Wilson v. State

Beasley, Judge.

The State of Georgia was improperly granted partial summary judgment in an action under OCGA § 16-12-31 to forfeit $7,235.86 seized from the apartment of appellants Johnny and Lucy Wilson on March 8, 1991.

1. “All property used in, intended for use in, used to facilitate, or derived from or realized through a violation of [the gambling laws] or which is located within any gambling place ... is declared to be contraband and may be seized and forfeited as provided in this Code section.” OCGA § 16-12-32 (b). “Funds” are included within the OCGA § 16-12-32 (a) definition of “property.” A forfeiture proceeding is conducted “as other civil cases in [the superior] court,” OCGA § 16-12-32 (f), so OCGA § 9-11-56 (c) applies.
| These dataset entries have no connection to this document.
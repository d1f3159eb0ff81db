//! CLI read commands: `rlist list`, `rlist recent` and `rlist tags`.
//!
//! Each command runs the same [`ListingService`] call as the matching HTTP
//! endpoint against the configured SQLite database, then prints either a
//! human-readable summary or the endpoint's JSON.

use anyhow::Result;
use sqlx::SqlitePool;
use std::sync::Arc;

use reading_list_core::{Collection, FormattedEntry, ListingQuery, ListingService};

use crate::config::Config;
use crate::db;
use crate::sqlite_store::SqliteStore;

async fn open_service(config: &Config) -> Result<(ListingService, SqlitePool)> {
    let pool = db::connect(config).await?;
    let service = ListingService::new(Arc::new(SqliteStore::new(pool.clone())));
    Ok((service, pool))
}

pub async fn run_list(
    config: &Config,
    collection: Collection,
    query: &ListingQuery,
    json: bool,
) -> Result<()> {
    let (service, pool) = open_service(config).await?;
    let defaults = config.pagination.for_collection(collection);
    let result = service.list_paginated(collection, query, defaults).await?;
    pool.close().await;

    if json {
        println!("{}", serde_json::to_string_pretty(&result)?);
        return Ok(());
    }

    if result.results.is_empty() {
        println!("No results.");
    }
    let first = result.current_page.saturating_sub(1) * result.page_size;
    for (i, entry) in result.results.iter().enumerate() {
        print_entry(first as usize + i + 1, entry);
    }
    println!(
        "Page {} of {} ({} matching, {} total)",
        result.current_page,
        result.total_pages,
        result.total_results,
        result.total_unfiltered_results
    );
    Ok(())
}

pub async fn run_recent(config: &Config, collection: Collection, count: usize, json: bool) -> Result<()> {
    let (service, pool) = open_service(config).await?;
    let entries = service.list_recent(collection, count).await?;
    pool.close().await;

    if json {
        println!("{}", serde_json::to_string_pretty(&entries)?);
        return Ok(());
    }

    if entries.is_empty() {
        println!("No results.");
    }
    for (i, entry) in entries.iter().enumerate() {
        print_entry(i + 1, entry);
    }
    Ok(())
}

pub async fn run_tags(config: &Config, json: bool) -> Result<()> {
    let (service, pool) = open_service(config).await?;
    let vocabularies = service.vocabularies().await?;
    pool.close().await;

    if json {
        println!("{}", serde_json::to_string_pretty(&vocabularies)?);
        return Ok(());
    }

    for (collection, tags) in &vocabularies {
        println!("{} ({} tags)", collection, tags.len());
        for tag in tags {
            println!("  {:<32} {:>5}  [{}]", tag.text, tag.frequency, tag.value);
        }
        println!();
    }
    Ok(())
}

fn print_entry(n: usize, entry: &FormattedEntry) {
    let title = entry
        .title
        .as_deref()
        .or(entry.work.as_deref())
        .unwrap_or("(untitled)");
    println!("{}. {} ({})", n, title, entry.date_display);
    if let Some(author) = &entry.author {
        println!("    by: {}", author);
    }
    if let Some(reading) = &entry.reading {
        println!("    {}: {}", reading.verb, reading.icon);
    }
    if !entry.tags.is_empty() {
        let tags: Vec<&str> = entry.tags.iter().map(|t| t.text.as_str()).collect();
        println!("    tags: {}", tags.join(", "));
    }
    println!("    id: {}", entry.id);
    println!();
}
The State, as movant, had the burden of establishing the nonexistence of any genuine fact. It showed that during a long period of police surveillance, Johnny Wilson was observed on 14 occasions making gambling pickups from a co-defendant and returning to his apartment. The co-defendant later pled guilty to two counts of commercial gambling and keeping a gambling house. Police also observed Wilson in a daily pattern of picking up bets at the residence of another co-defendant who later pled guilty to commercial gambling.

Execution of a search warrant at the Wilsons’ apartment resulted in the seizure of the currency at issue. It was found in various locations in the master bedroom in close proximity to numbers tickets and other gambling records. Much of it was in small denominations and in rolled and banded coins. Additional money bands, records of a gambling business (in a desk drawer), and numbers tickets (in a trash can) were found in the bedroom. Johnny Wilson pled guilty to commercial gambling, OCGA § 16-12-22 (a), in that he operated and participated in the earnings of a gambling place, Grace King’s residence, between December 3, 1990, and March 8, 1991.

Appellants then had the burden of setting forth specific facts in order to show there is a genuine issue for trial. Their affidavits stated that the money was “derived, realized or obtained” from their savings withdrawals in 1988 and 1990, a loan repayment, Johnny’s back pay award in 1990, Lucy’s legal settlement in 1990, and their long-time accumulation of coins. They attached documentation of some of those transactions, spanning about three years. They denied that any of the *600money was “used in, used to facilitate, or intended for use in any gambling activity.”

Decided November 19, 1992 — Reconsideration denied December 4, 1992. May & Horkan, Dwight H. May, for appellants. H. Lamar Cole, District Attorney, Charles M. Stines, Mark E. Mitchell, Assistant District Attorneys, for appellee.

“In deciding motions for summary judgment, . . . : ‘The evidence of the nonmovant is to be believed, and all justifiable inferences are to be drawn in his favor. [Cit.]’ [Cits.]” Barber v. Perdue, 194 Ga. App. 287, 289 (390 SE2d 234) (1990). The facts and reasonable inferences to be drawn from appellants’ counterevidence “point[ed] to specific evidence giving rise to a triable issue. OCGA § 9-11-56 (e).” Lau’s Corp. v. Haskins, 261 Ga. 491 (405 SE2d 474) (1991). Whether appellants’ explanations are credible must be left to the factfinder, as “the court is not in a position to weigh the evidence or determine its credibility. ...” Hoh Co. v. Ethridge, 168 Ga. App. 20, 22 (2) (308 SE2d 43) (1983). Appellants’ evidence is not such that reasonable minds would not differ as to its credibility. It is not devoid of credit as a matter of law. “Summary judgment should be granted only . . . where undisputable, plain and palpable facts exist on which reasonable minds could not differ as to the conclusion to be reached.” Stukes v. Trowell, 119 Ga. App. 651 (168 SE2d 616) (1969); Braddy v. Collins Plumbing &c., 204 Ga. App. 862 (420 SE2d 806) (1992).

2. Lucy Wilson asserts that an issue of fact remains as to her intent or knowledge that the seized property was used in violation of OCGA § 16-12-32. Subsection (g) provides: “Should it appear that any person filing a defense in the action knew, or by the exercise of ordinary care should have known, that the property was used in violation of this Code Section, . . . such person shall have no claim upon the property. ...”

Since a factual question was established as to whether the monies seized were used in violation of the gambling laws, any knowledge on the part of Lucy Wilson is likewise for the jury’s consideration.

Judgment reversed.

Birdsong, P. J., and Andrews, J., concur.